Read A Man's Search for Meaning. They told jokes in concentration camps. The ones who stopped joking and smiling were the ones who died soon from illness. They had given up. They had enough. But you know what? So what? The worst that can happen, when it's all said and done, is that you die. We all die. Thankfully, we aren't immortal, so even in the worst possible cases of abuse and torture, there is an escape hatch that is absolutely promised to each and every one of us. If they can laugh in concentration camps, we can find joy in our lives too.
People have been through worse. People still had children and lived their lives. Until recently, wars, famine, starvation, beatings, poverty, oppression, disease, and other unimaginable forms of suffering were normal. Modern medicine just happened, like yesterday, essentially. People still lived their lives. We are not alone in just living our lives during times of turmoil. In fact, we may have been more alone living in immense wealth, comfort, and peace. Not only because it's somewhat rare in history, but also because it literally has caused us to be apart from one another. I don't know what's coming, but I know people will come together when it happens. It's not going to be "good" but there will be a lot of people who will reflect back and say they had some of the best times of their lives (either in spite of this crisis or because of it).

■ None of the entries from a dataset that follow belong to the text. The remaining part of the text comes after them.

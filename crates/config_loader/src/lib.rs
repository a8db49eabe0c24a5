//! # Config Loader
//!
//! Engine configuration loading module.
//!
//! Responsibilities:
//! - Parse TOML/JSON configuration files
//! - Validate configuration legality
//! - Produce an `EngineConfig`
//!
//! # Example
//!
//! ```no_run
//! use config_loader::ConfigLoader;
//! use std::path::Path;
//!
//! let config = ConfigLoader::load_from_path(Path::new("subscriber.toml")).unwrap();
//! println!("Address: {}", config.address);
//! ```

mod parser;
mod validator;

pub use contracts::EngineConfig;
pub use parser::ConfigFormat;

use contracts::ContractError;
use std::path::Path;

/// Configuration loader
pub struct ConfigLoader;

impl ConfigLoader {
    /// Load configuration from file path
    ///
    /// Detects the format from the file extension (.toml / .json).
    ///
    /// # Errors
    /// - File read failure
    /// - Unsupported format
    /// - Parse failure
    /// - Validation failure
    pub fn load_from_path(path: &Path) -> Result<EngineConfig, ContractError> {
        let format = Self::detect_format(path)?;
        let content = Self::read_file(path)?;
        Self::load_from_str(&content, format)
    }

    /// Load configuration from string
    pub fn load_from_str(
        content: &str,
        format: ConfigFormat,
    ) -> Result<EngineConfig, ContractError> {
        let config = parser::parse(content, format)?;
        validator::validate(&config)?;
        Ok(config)
    }

    /// Validate a configuration assembled in code (e.g. after CLI overrides)
    pub fn validate(config: &EngineConfig) -> Result<(), ContractError> {
        validator::validate(config)
    }

    /// Serialize to a TOML string
    pub fn to_toml(config: &EngineConfig) -> Result<String, ContractError> {
        toml::to_string_pretty(config)
            .map_err(|e| ContractError::config_parse(format!("TOML serialize error: {e}")))
    }

    /// Serialize to a JSON string
    pub fn to_json(config: &EngineConfig) -> Result<String, ContractError> {
        serde_json::to_string_pretty(config)
            .map_err(|e| ContractError::config_parse(format!("JSON serialize error: {e}")))
    }
}

impl ConfigLoader {
    fn detect_format(path: &Path) -> Result<ConfigFormat, ContractError> {
        let ext = path.extension().and_then(|e| e.to_str()).ok_or_else(|| {
            ContractError::config_parse("cannot determine file format from extension")
        })?;

        ConfigFormat::from_extension(ext).ok_or_else(|| {
            ContractError::config_parse(format!("unsupported config format: .{ext}"))
        })
    }

    fn read_file(path: &Path) -> Result<String, ContractError> {
        Ok(std::fs::read_to_string(path)?)
    }
}

#[cfg(test)]
mod tests {
    use super::*;
    use std::io::Write;

    const SAMPLE_TOML: &str = r#"
address = "inproc://daq"

[retry]
max_attempts = 3
delay_ms = 250

[drain]
max_frames_per_cycle = 32
"#;

    #[test]
    fn test_load_from_str_toml() {
        let config = ConfigLoader::load_from_str(SAMPLE_TOML, ConfigFormat::Toml).unwrap();
        assert_eq!(config.address, "inproc://daq");
        assert_eq!(config.retry.max_attempts, 3);
        assert_eq!(config.drain.max_frames_per_cycle, Some(32));
    }

    #[test]
    fn test_json_output_reloads() {
        let config = ConfigLoader::load_from_str(SAMPLE_TOML, ConfigFormat::Toml).unwrap();
        let json = ConfigLoader::to_json(&config).unwrap();
        let reloaded = ConfigLoader::load_from_str(&json, ConfigFormat::Json).unwrap();
        assert_eq!(config, reloaded);
    }

    #[test]
    fn test_validation_runs_after_parse() {
        let content = r#"
address = "inproc://daq"

[retry]
max_attempts = 0
"#;
        let err = ConfigLoader::load_from_str(content, ConfigFormat::Toml).unwrap_err();
        assert!(matches!(
            err,
            ContractError::ConfigValidation { ref field, .. } if field == "retry.max_attempts"
        ));
    }

    #[test]
    fn test_load_from_path() {
        let mut file = tempfile::Builder::new().suffix(".toml").tempfile().unwrap();
        file.write_all(SAMPLE_TOML.as_bytes()).unwrap();

        let config = ConfigLoader::load_from_path(file.path()).unwrap();
        assert_eq!(config.retry.delay_ms, 250);
    }

    #[test]
    fn test_unsupported_extension() {
        let file = tempfile::Builder::new().suffix(".yaml").tempfile().unwrap();
        let err = ConfigLoader::load_from_path(file.path()).unwrap_err();
        assert!(matches!(err, ContractError::ConfigParse { .. }));
    }

    #[test]
    fn test_missing_file() {
        let dir = tempfile::tempdir().unwrap();
        let err = ConfigLoader::load_from_path(&dir.path().join("absent.toml")).unwrap_err();
        assert!(matches!(err, ContractError::Io(_)));
    }
}
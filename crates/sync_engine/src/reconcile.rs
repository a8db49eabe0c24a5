//! Channel set reconciliation
//!
//! Diffs a metadata snapshot against the host channel registry.

use std::collections::BTreeMap;

use contracts::{
    BoardDescriptor, ChannelConfig, ChannelDescriptor, ChannelHandle, ChannelKey, ChannelRegistry,
    ContractError, DriftConfig, MetadataSnapshot, SampleFormat, ValueRange,
};
use metadata::{CalibrationTable, RawCalibration};
use tracing::{debug, info};

/// Unit of the drift channel
pub const DRIFT_UNIT: &str = "ticks";

/// Physical value range of a channel for the board's ADC range
///
/// ```text
/// differential:  min = ((lo - hi)/2 - 0.5) * gain - offset
///                max = ((hi - lo)/2 - 0.5) * gain - offset
/// single-ended:  min = lo * gain - offset
///                max = hi * gain - offset
/// ```
pub fn value_range(board: &BoardDescriptor, gain: f64, offset: f64) -> ValueRange {
    let (lo, hi) = (board.adc_lo(), board.adc_hi());
    if board.differential {
        ValueRange {
            min: ((lo - hi) / 2.0 - 0.5) * gain - offset,
            max: ((hi - lo) / 2.0 - 0.5) * gain - offset,
        }
    } else {
        ValueRange {
            min: lo * gain - offset,
            max: hi * gain - offset,
        }
    }
}

/// Host configuration of a data channel
///
/// The range uses the chained f64 calibration, not the f32 one applied to
/// samples.
pub fn data_channel_config(
    channel: &ChannelDescriptor,
    board: &BoardDescriptor,
    calibration: &RawCalibration,
) -> ChannelConfig {
    ChannelConfig {
        default_name: channel.name.clone(),
        format: SampleFormat::SYNC_SCALAR_F32,
        samplerate: Some(board.samplerate),
        range: Some(value_range(board, calibration.gain, calibration.offset)),
        unit: channel.unit.clone(),
        deletable: true,
    }
}

/// Host configuration of the drift channel
pub fn drift_channel_config(config: &DriftConfig) -> ChannelConfig {
    ChannelConfig {
        default_name: config.channel_key.clone(),
        format: SampleFormat::ASYNC_SCALAR_F64,
        samplerate: None,
        range: None,
        unit: DRIFT_UNIT.to_string(),
        deletable: false,
    }
}

/// Result of one reconciliation
#[derive(Debug, Clone, Default)]
pub struct ReconcileOutcome {
    /// Handle of every described channel, by channel name
    pub handles: BTreeMap<String, ChannelHandle>,
    pub created: Vec<String>,
    /// Channels that kept their handle
    pub kept: Vec<String>,
    pub removed: Vec<ChannelKey>,
    pub drift_channel: Option<ChannelHandle>,
}

/// Bring the registry in line with a snapshot
///
/// Missing channels are created, surviving channels keep their handle and
/// get samplerate, range and unit refreshed, data channels no longer
/// described are removed. Non-data channels are left alone.
///
/// # Errors
/// The first `ContractError::Registry` returned by the host.
pub fn reconcile<R: ChannelRegistry + ?Sized>(
    registry: &mut R,
    snapshot: &MetadataSnapshot,
    calibration: &CalibrationTable,
    drift: &DriftConfig,
) -> Result<ReconcileOutcome, ContractError> {
    let mut outcome = ReconcileOutcome::default();

    for (name, channel) in &snapshot.channels {
        let cal = match calibration.raw(name) {
            Some(raw) => *raw,
            None => metadata::chain(channel, snapshot.sensor_for(channel))?,
        };
        let config = data_channel_config(channel, &snapshot.board, &cal);
        let key = ChannelKey::data(name);

        let handle = match registry.lookup(&key) {
            Some(handle) => {
                registry.configure(&handle, &config)?;
                outcome.kept.push(name.clone());
                handle
            }
            None => {
                let handle = registry.create(key, &config)?;
                debug!(channel = %name, handle = %handle, "data channel created");
                outcome.created.push(name.clone());
                handle
            }
        };
        outcome.handles.insert(name.clone(), handle);
    }

    for handle in registry.list() {
        let stale = handle
            .data_channel_name()
            .is_some_and(|name| !snapshot.channels.contains_key(name));
        if stale {
            registry.remove(&handle)?;
            debug!(handle = %handle, "data channel removed");
            outcome.removed.push(handle.key().clone());
        }
    }

    if drift.emit_channel {
        let key = ChannelKey::new(&drift.channel_key);
        let config = drift_channel_config(drift);
        let handle = match registry.lookup(&key) {
            Some(handle) => {
                registry.configure(&handle, &config)?;
                handle
            }
            None => registry.create(key, &config)?,
        };
        outcome.drift_channel = Some(handle);
    }

    info!(
        created = outcome.created.len(),
        kept = outcome.kept.len(),
        removed = outcome.removed.len(),
        "channel set reconciled"
    );

    Ok(outcome)
}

Breathe, focus on the little things, help other people, live your life. The world will be fine with or without America. It'll be fine with or without people even. Just enjoy the now.
Plenty of people go through world-ending events even when the world is totally at peace and everyone is prospering. People get cancer at 13, people die in car crashes, etc. For black folks, gays, etc., America was mostly not great no matter how powerful we were. This might seem shocking to most of us middle class whites, but people have been going through this the entire time the rest of us were enjoying our high. We just may be joining them soon. It's okay.
I won't deny how shitty most of this is. We should obviously fight to make it better. But don't feel doom. Feel empowered. You have the power to change this. If that fails, you still have the power to live a happy life. Nobody can EVER change what you have in your mind or your heart, as long as you don't let them. You have complete and total ownership of the private garden that is your mind.
I ALSO just finished reading a mans search for meaning!
My takeaway was, even a man with no agency and no future in a concentration camp can find purpose and make up a future for himself. If he can, I can.
It's the book that I buy for everyone I care about. Reading it is the best medicine when we're confronted with tragedy.
I grew up with doom in the Reagan era. There was a far-greater-than-trivial chance that a nuclear bomb exchange between the U.S. and the Soviet Union would not merely kill me, but extinguish all life on Earth more complicated than algae and cockroaches.
The possibility of annihilation of nearly all living things, conscious or not, was a crushing existential weight that tainted all my experiences, plans, relationships, and hopes. I decided not to have children, to exist in the present, to live each day as if it was the last. On the positive side, I treasured every moment in nature, treated my friends and strangers as if each encounter could be a goodbye.
But the negative impacts...
At some point, doom got boring. Acting on the prospect of living with a more realistic probability of life vs. doom opened up a sense of possibility and curiosity that made life lighter. Living, and living well, also satisfied the vengeful urge to spite the doom-seeking fuckers.
It's not complicated, it's a process of releasing the pervasive anxieties about the uncontrollable, and maintaining emotional life within the boundaries of what's individually controllable.
This seems similar to the change of heart I went through when I realized that I’ll probably live to be over 30 years old.
I changed my entire life, my career, my education, even my sexual orientation lol cause why spend a long life with someone I don’t truly love.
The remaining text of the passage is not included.